Developed at the GE Research Center's Coating and Surface Technologies Lab, cold spraying, an additive technology, is more akin to painting than 3D printing. Metal powders are sprayed onto a worn part at high speeds to build elements of that part back up. GE is mum on the formula, the surface prep required and the precision with which the material can be deposited, but they refer to the nascent technology as "a potential 'fountain of youth' for metal."
They've also mentioned that cold spray can be used to create parts from scratch, but again, have not elaborated on how that can be done. And the technology's killer app is thought to be large structures, where it is more practical to repair on-site rather than disassemble and replace.
Anteneh Kebbede, Manager of the Coating and Surface Technologies Lab at the GE Research Center said, "In addition to being able to build new parts without welding or machining, what's particularly exciting about cold spray as an innovative, 3D process is that it affords us the opportunity to restore parts using materials that blend in and mirror the properties of the original part itself. This extends the lifespan of parts by years, or possibly by decades, ultimately providing improved customer value."
Spray technologies are particularly attractive for the production of large structures, which are challenging for today's powder-bed additive manufacturing processes due to equipment size limitations. The cold spray technique has the potential to scale up to build larger parts, with the only limitation being the size of the area over which metal powders can be applied.
Cold spray—also known as 3D painting—demonstrates a unique marriage of materials, process, and product function which can, in the immediate future, transform repair processes for industrial and aircraft components such as rotors, blades, shafts, propellers, and gear boxes.
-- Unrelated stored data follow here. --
use std::io;
use thiserror::Error;

#[derive(Debug, Error)]
pub enum Error {
    /// The envelope names an event nobody registered a decoder for.
    #[error("unknown event {0:?}")]
    UnknownEvent(String),

    #[error("malformed frame: {0}")]
    MalformedFrame(#[source] bincode::Error),

    #[error("frame of {0} bytes exceeds the limit of {max} bytes", max = crate::MAX_FRAME_SIZE)]
    FrameTooLarge(usize),

    #[error(transparent)]
    Io(#[from] io::Error),
}

impl Error {
    /// Whether the connection has to be closed. A malformed frame was still
    /// read whole, so the stream stays in sync and only the frame is lost.
    pub fn is_fatal(&self) -> bool {
        !matches!(self, Error::MalformedFrame(_))
    }
}
use std::io;
use std::path::PathBuf;
use thiserror::Error;

#[derive(Debug, Error)]
pub enum Error {
    /// The device node could not be opened at all.
    #[error("cannot open {}: {source}", path.display())]
    DeviceAccess {
        path: PathBuf,
        #[source]
        source: io::Error,
    },

    /// A probe query the device cannot be described without failed.
    #[error("{query} failed on {}: {source}", path.display())]
    CapabilityQuery {
        path: PathBuf,
        query: &'static str,
        #[source]
        source: io::Error,
    },

    #[error("cannot synthesize {name:?}: {step} failed: {source}")]
    Synthesis {
        name: String,
        step: &'static str,
        #[source]
        source: io::Error,
    },

    #[error("event type {0:#x} is listed twice")]
    DuplicateType(u16),

    #[error("code {code:#x} of event type {type_:#x} is listed twice")]
    DuplicateCode { type_: u16, code: u16 },

    #[error("virtual device {0:?} is already destroyed")]
    AlreadyDestroyed(String),

    #[error(transparent)]
    Io(#[from] io::Error),
}
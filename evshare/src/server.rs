use crate::bus::{Connection, Notification, Subject};
use crate::focus::Transport;
use anyhow::{Context, Error};
use input::DeviceDescriptor;
use net::{self, AnnouncementResponse, CreateDevice, Message, PROTOCOL_VERSION};
use std::convert::Infallible;
use std::future::Future;
use std::io;
use std::net::SocketAddr;
use std::sync::Arc;
use std::time::Duration;
use tokio::io::{AsyncRead, AsyncWrite, AsyncWriteExt};
use tokio::net::TcpListener;
use tokio::sync::mpsc;
use tokio::task::JoinHandle;
use tokio::time;

const ACCEPT_BACKOFF: Duration = Duration::from_millis(100);

async fn send<T>(stream: &mut T, message: &Message) -> Result<(), Error>
where
    T: AsyncWrite + Unpin,
{
    time::timeout(net::MESSAGE_TIMEOUT, net::write_message(stream, message))
        .await
        .context("Write timeout")?
        .with_context(|| format!("Cannot send {}", message.name()))
}

async fn forward<T>(
    writer: &mut T,
    receiver: &mut mpsc::UnboundedReceiver<Message>,
    watcher: &mut JoinHandle<net::Error>,
) -> Result<(), Error>
where
    T: AsyncWrite + Unpin,
{
    loop {
        tokio::select! {
            message = receiver.recv() => match message {
                Some(message) => send(writer, &message).await?,
                None => return Ok(()),
            },
            err = &mut *watcher => {
                return Err(Error::new(err?)).context("Connection lost");
            }
        }
    }
}

/// Runs one connection: handshake, registration with the focus manager, then
/// forwarding whatever is queued on its transport until either side hangs up.
async fn handle_connection<T>(
    stream: T,
    address: SocketAddr,
    devices: Arc<Vec<DeviceDescriptor>>,
    subject: Subject,
) -> Result<(), Error>
where
    T: AsyncRead + AsyncWrite + Send + 'static,
{
    let (mut reader, mut writer) = tokio::io::split(stream);

    let message = Message::CreateDevice(CreateDevice {
        devices: devices.to_vec(),
    });
    send(&mut writer, &message).await?;

    let announcement = match time::timeout(net::MESSAGE_TIMEOUT, net::read_message(&mut reader))
        .await
        .context("Announcement timeout")??
    {
        Message::Announcement(announcement) => announcement,
        other => return Err(anyhow::anyhow!("Expected ANNOUNCEMENT, got {}", other.name())),
    };

    if announcement.version != PROTOCOL_VERSION {
        let response = Message::AnnouncementResponse(AnnouncementResponse {
            status: false,
            devices: Vec::new(),
        });
        send(&mut writer, &response).await?;
        writer.shutdown().await?;

        return Err(anyhow::anyhow!(
            "Incompatible protocol version (got {}, expecting {})",
            announcement.version,
            PROTOCOL_VERSION
        ));
    }

    let response = Message::AnnouncementResponse(AnnouncementResponse {
        status: true,
        devices: devices.to_vec(),
    });
    send(&mut writer, &response).await?;

    let identification = format!("{}@{}", announcement.identification, address);
    log::info!("{}: announced", identification);

    let (sender, mut receiver) = mpsc::unbounded_channel();
    let transport = Transport::new(sender);
    subject.notify(Notification::Connection(Connection::Made {
        identification: identification.clone(),
        transport: transport.clone(),
    }));

    // Clients have nothing to say after the announcement, but a read is the
    // only way to notice them going away while no input flows.
    let label = identification.clone();
    let mut watcher = tokio::spawn(async move {
        loop {
            match net::read_message(&mut reader).await {
                Ok(message) => log::warn!("{}: unexpected {}", label, message.name()),
                Err(err) if !err.is_fatal() => log::warn!("{}: dropping frame: {}", label, err),
                Err(err) => return err,
            }
        }
    });

    let result = forward(&mut writer, &mut receiver, &mut watcher).await;
    watcher.abort();
    subject.notify(Notification::Connection(Connection::Lost {
        identification,
        transport,
    }));

    result
}

/// Accepts clients forever, offering each of them `devices`.
pub async fn run_server(
    listen_address: (String, u16),
    devices: Vec<DeviceDescriptor>,
    subject: Subject,
) -> Result<Infallible, Error> {
    let listener = TcpListener::bind((listen_address.0.as_str(), listen_address.1))
        .await
        .with_context(|| format!("Cannot listen on {}:{}", listen_address.0, listen_address.1))?;

    log::info!("Listening on {}", listener.local_addr()?);

    let listener = &listener;
    let accept = move || async move {
        let (stream, address) = listener.accept().await?;
        if let Err(err) = stream.set_nodelay(true) {
            log::debug!("{}: cannot disable Nagle: {}", address, err);
        }

        Ok::<_, io::Error>((stream, address))
    };

    Ok(accept_loop(accept, Arc::new(devices), subject).await)
}

/// Failing to accept one client (file descriptors running out, say) leaves
/// the others alone; the loop waits a moment and carries on.
async fn accept_loop<F, A, T>(
    mut accept: F,
    devices: Arc<Vec<DeviceDescriptor>>,
    subject: Subject,
) -> Infallible
where
    F: FnMut() -> A,
    A: Future<Output = io::Result<(T, SocketAddr)>>,
    T: AsyncRead + AsyncWrite + Send + 'static,
{
    loop {
        let (stream, address) = match accept().await {
            Ok(accepted) => accepted,
            Err(err) => {
                log::error!("Cannot accept connection: {}", err);
                time::sleep(ACCEPT_BACKOFF).await;
                continue;
            }
        };

        let devices = devices.clone();
        let subject = subject.clone();
        tokio::spawn(async move {
            log::info!("{}: connected", address);
            let message = handle_connection(stream, address, devices, subject)
                .await
                .err()
                .map(|err| format!(" ({:#})", err))
                .unwrap_or_else(String::new);
            log::info!("{}: disconnected{}", address, message);
        });
    }
}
Since cold spray does not require heat, like common repair processes such as welding, it allows a repaired part to be restored close to its original condition. In GE's Oil and Gas business, GE researchers are exploring cold spray as an alternate way to repair or coat parts involved in oil and gas drilling and turbo machinery.
The demo video GE's just released is a bit underwhelming, but it doesn't take much imagination to understand the potential benefits.